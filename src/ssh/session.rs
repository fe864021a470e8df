// Copyright 2025 Lablup Inc. and Jeongkyu Shin
//
// Licensed under the Apache License, Version 2.0 (the "License");
// you may not use this file except in compliance with the License.
// You may obtain a copy of the License at
//
//     http://www.apache.org/licenses/LICENSE-2.0
//
// Unless required by applicable law or agreed to in writing, software
// distributed under the License is distributed on an "AS IS" BASIS,
// WITHOUT WARRANTIES OR CONDITIONS OF ANY KIND, either express or implied.
// See the License for the specific language governing permissions and
// limitations under the License.

//! Remote shell abstraction consumed by the task executor.
//!
//! A [`Connector`] opens a [`Connection`] to a host, a connection opens
//! [`Session`]s, and a session runs exactly one command. While the command
//! runs the session reports progress through three independent signals:
//!
//! - **ready**: output streaming has begun
//! - **done**: the remote command finished and its streams are drained
//! - **error**: a protocol or streaming error occurred (one-slot buffer)

use async_trait::async_trait;
use std::sync::Mutex;
use tokio::io::AsyncRead;
use tokio::sync::mpsc;
use tokio::sync::Mutex as AsyncMutex;
use tokio_util::sync::CancellationToken;

use super::error::ShellError;
use crate::host::Host;

/// Boxed remote output stream.
pub type BoxedReader = Box<dyn AsyncRead + Send + Unpin>;

/// Opens connections to hosts.
#[async_trait]
pub trait Connector: Send + Sync {
    async fn connect(&self, host: &Host) -> Result<Box<dyn Connection>, ShellError>;
}

/// An established, authenticated connection to one host.
#[async_trait]
pub trait Connection: Send + Sync {
    async fn new_session(&self) -> Result<Box<dyn Session>, ShellError>;

    /// Tear down the local side of the connection. Idempotent.
    async fn close(&self);
}

/// A command execution context on a connection.
#[async_trait]
pub trait Session: Send + Sync {
    /// Run `command` remotely, pumping its output into the session streams.
    ///
    /// Resolves after the done signal has fired, or with an error when the
    /// command could not be started at all.
    async fn pipe_exec(&self, command: &str) -> Result<(), ShellError>;

    /// Remote standard output. Yields `Some` only on the first call.
    fn take_stdout(&self) -> Option<BoxedReader>;

    /// Remote standard error. Yields `Some` only on the first call.
    fn take_stderr(&self) -> Option<BoxedReader>;

    fn signals(&self) -> &SessionSignals;

    async fn close(&self);
}

/// A one-shot, idempotent notification that any number of waiters can observe.
#[derive(Debug, Clone, Default)]
pub struct Latch(CancellationToken);

impl Latch {
    pub fn new() -> Self {
        Self::default()
    }

    pub fn fire(&self) {
        self.0.cancel();
    }

    pub fn is_fired(&self) -> bool {
        self.0.is_cancelled()
    }

    pub async fn wait(&self) {
        self.0.cancelled().await
    }
}

/// Receiving side of a session's notifications.
#[derive(Debug)]
pub struct SessionSignals {
    ready: Latch,
    done: Latch,
    errors: AsyncMutex<mpsc::Receiver<ShellError>>,
}

/// Sending side of a session's notifications, held by the backend.
#[derive(Debug, Clone)]
pub struct SignalEmitter {
    ready: Latch,
    done: Latch,
    errors: mpsc::Sender<ShellError>,
}

/// Create a connected emitter/receiver pair.
pub fn session_signals() -> (SignalEmitter, SessionSignals) {
    let ready = Latch::new();
    let done = Latch::new();
    let (tx, rx) = mpsc::channel(1);
    (
        SignalEmitter {
            ready: ready.clone(),
            done: done.clone(),
            errors: tx,
        },
        SessionSignals {
            ready,
            done,
            errors: AsyncMutex::new(rx),
        },
    )
}

impl SessionSignals {
    pub fn ready(&self) -> &Latch {
        &self.ready
    }

    pub fn done(&self) -> &Latch {
        &self.done
    }

    /// Wait for the next error. `None` once the emitter is gone and the slot is empty.
    pub async fn next_error(&self) -> Option<ShellError> {
        self.errors.lock().await.recv().await
    }

    /// Take a pending error without waiting.
    pub fn try_error(&self) -> Option<ShellError> {
        self.errors.try_lock().ok()?.try_recv().ok()
    }
}

impl SignalEmitter {
    pub fn ready(&self) {
        self.ready.fire();
    }

    pub fn done(&self) {
        self.done.fire();
    }

    /// Publish an error without blocking. Returns `false` if the slot was full.
    pub fn error(&self, error: ShellError) -> bool {
        match self.errors.try_send(error) {
            Ok(()) => true,
            Err(mpsc::error::TrySendError::Full(dropped)) => {
                tracing::debug!("Session error slot full, dropping: {}", dropped);
                false
            }
            Err(mpsc::error::TrySendError::Closed(_)) => false,
        }
    }
}

/// Take-once holder for a session stream.
pub(crate) struct StreamSlot(Mutex<Option<BoxedReader>>);

impl StreamSlot {
    pub(crate) fn new(reader: BoxedReader) -> Self {
        Self(Mutex::new(Some(reader)))
    }

    pub(crate) fn take(&self) -> Option<BoxedReader> {
        self.0.lock().ok()?.take()
    }
}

· · ·

Directions for this task: The full listing has to be duplicated exactly.

Response to this exercise:
filename src/ssh/session.rs
repository fe864021a470e8df
// Copyright 2025 Lablup Inc. and Jeongkyu Shin
//
// Licensed under the Apache License, Version 2.0 (the "License");
// you may not use this file except in compliance with the License.
// You may obtain a copy of the License at
//
//     http://www.apache.org/licenses/LICENSE-2.0
//
// Unless required by applicable law or agreed to in writing, software
// distributed under the License is distributed on an "AS IS" BASIS,
// WITHOUT WARRANTIES OR CONDITIONS OF ANY KIND, either express or implied.
// See the License for the specific language governing permissions and
// limitations under the License.

//! Remote shell abstraction consumed by the task executor.
//!
//! A [`Connector`] opens a [`Connection`] to a host, a connection opens
//! [`Session`]s, and a session runs exactly one command. While the command
//! runs the session reports progress through three independent signals:
//!
//! - **ready**: output streaming has begun
//! - **done**: the remote command finished and its streams are drained
//! - **error**: a protocol or streaming error occurred (one-slot buffer)

use async_trait::async_trait;
use std::sync::Mutex;
use tokio::io::AsyncRead;
use tokio::sync::mpsc;
use tokio::sync::Mutex as AsyncMutex;
use tokio_util::sync::CancellationToken;

use super::error::ShellError;
use crate::host::Host;

/// Boxed remote output stream.
pub type BoxedReader = Box<dyn AsyncRead + Send + Unpin>;

/// Opens connections to hosts.
#[async_trait]
pub trait Connector: Send + Sync {
    async fn connect(&self, host: &Host) -> Result<Box<dyn Connection>, ShellError>;
}

/// An established, authenticated connection to one host.
#[async_trait]
pub trait Connection: Send + Sync {
    async fn new_session(&self) -> Result<Box<dyn Session>, ShellError>;

    /// Tear down the local side of the connection. Idempotent.
    async fn close(&self);
}

/// A command execution context on a connection.
#[async_trait]
pub trait Session: Send + Sync {
    /// Run `command` remotely, pumping its output into the session streams.
    ///
    /// Resolves after the done signal has fired, or with an error when the
    /// command could not be started at all.
    async fn pipe_exec(&self, command: &str) -> Result<(), ShellError>;

    /// Remote standard output. Yields `Some` only on the first call.
    fn take_stdout(&self) -> Option<BoxedReader>;

    /// Remote standard error. Yields `Some` only on the first call.
    fn take_stderr(&self) -> Option<BoxedReader>;

    fn signals(&self) -> &SessionSignals;

    async fn close(&self);
}

/// A one-shot, idempotent notification that any number of waiters can observe.
#[derive(Debug, Clone, Default)]
pub struct Latch(CancellationToken);

impl Latch {
    pub fn new() -> Self {
        Self::default()
    }

    pub fn fire(&self) {
        self.0.cancel();
    }

    pub fn is_fired(&self) -> bool {
        self.0.is_cancelled()
    }

    pub async fn wait(&self) {
        self.0.cancelled().await
    }
}

/// Receiving side of a session's notifications.
#[derive(Debug)]
pub struct SessionSignals {
    ready: Latch,
    done: Latch,
    errors: AsyncMutex<mpsc::Receiver<ShellError>>,
}

/// Sending side of a session's notifications, held by the backend.
#[derive(Debug, Clone)]
pub struct SignalEmitter {
    ready: Latch,
    done: Latch,
    errors: mpsc::Sender<ShellError>,
}

/// Create a connected emitter/receiver pair.
pub fn session_signals() -> (SignalEmitter, SessionSignals) {
    let ready = Latch::new();
    let done = Latch::new();
    let (tx, rx) = mpsc::channel(1);
    (
        SignalEmitter {
            ready: ready.clone(),
            done: done.clone(),
            errors: tx,
        },
        SessionSignals {
            ready,
            done,
            errors: AsyncMutex::new(rx),
        },
    )
}

impl SessionSignals {
    pub fn ready(&self) -> &Latch {
        &self.ready
    }

    pub fn done(&self) -> &Latch {
        &self.done
    }

    /// Wait for the next error. `None` once the emitter is gone and the slot is empty.
    pub async fn next_error(&self) -> Option<ShellError> {
        self.errors.lock().await.recv().await
    }

    /// Take a pending error without waiting.
    pub fn try_error(&self) -> Option<ShellError> {
        self.errors.try_lock().ok()?.try_recv().ok()
    }
}

impl SignalEmitter {
    pub fn ready(&self) {
        self.ready.fire();
    }

    pub fn done(&self) {
        self.done.fire();
    }

    /// Publish an error without blocking. Returns `false` if the slot was full.
    pub fn error(&self, error: ShellError) -> bool {
        match self.errors.try_send(error) {
            Ok(()) => true,
            Err(mpsc::error::TrySendError::Full(dropped)) => {
                tracing::debug!("Session error slot full, dropping: {}", dropped);
                false
            }
            Err(mpsc::error::TrySendError::Closed(_)) => false,
        }
    }
}

/// Take-once holder for a session stream.
pub(crate) struct StreamSlot(Mutex<Option<BoxedReader>>);

impl StreamSlot {
    pub(crate) fn new(reader: BoxedReader) -> Self {
        Self(Mutex::new(Some(reader)))
    }

    pub(crate) fn take(&self) -> Option<BoxedReader> {
        self.0.lock().ok()?.take()
    }
}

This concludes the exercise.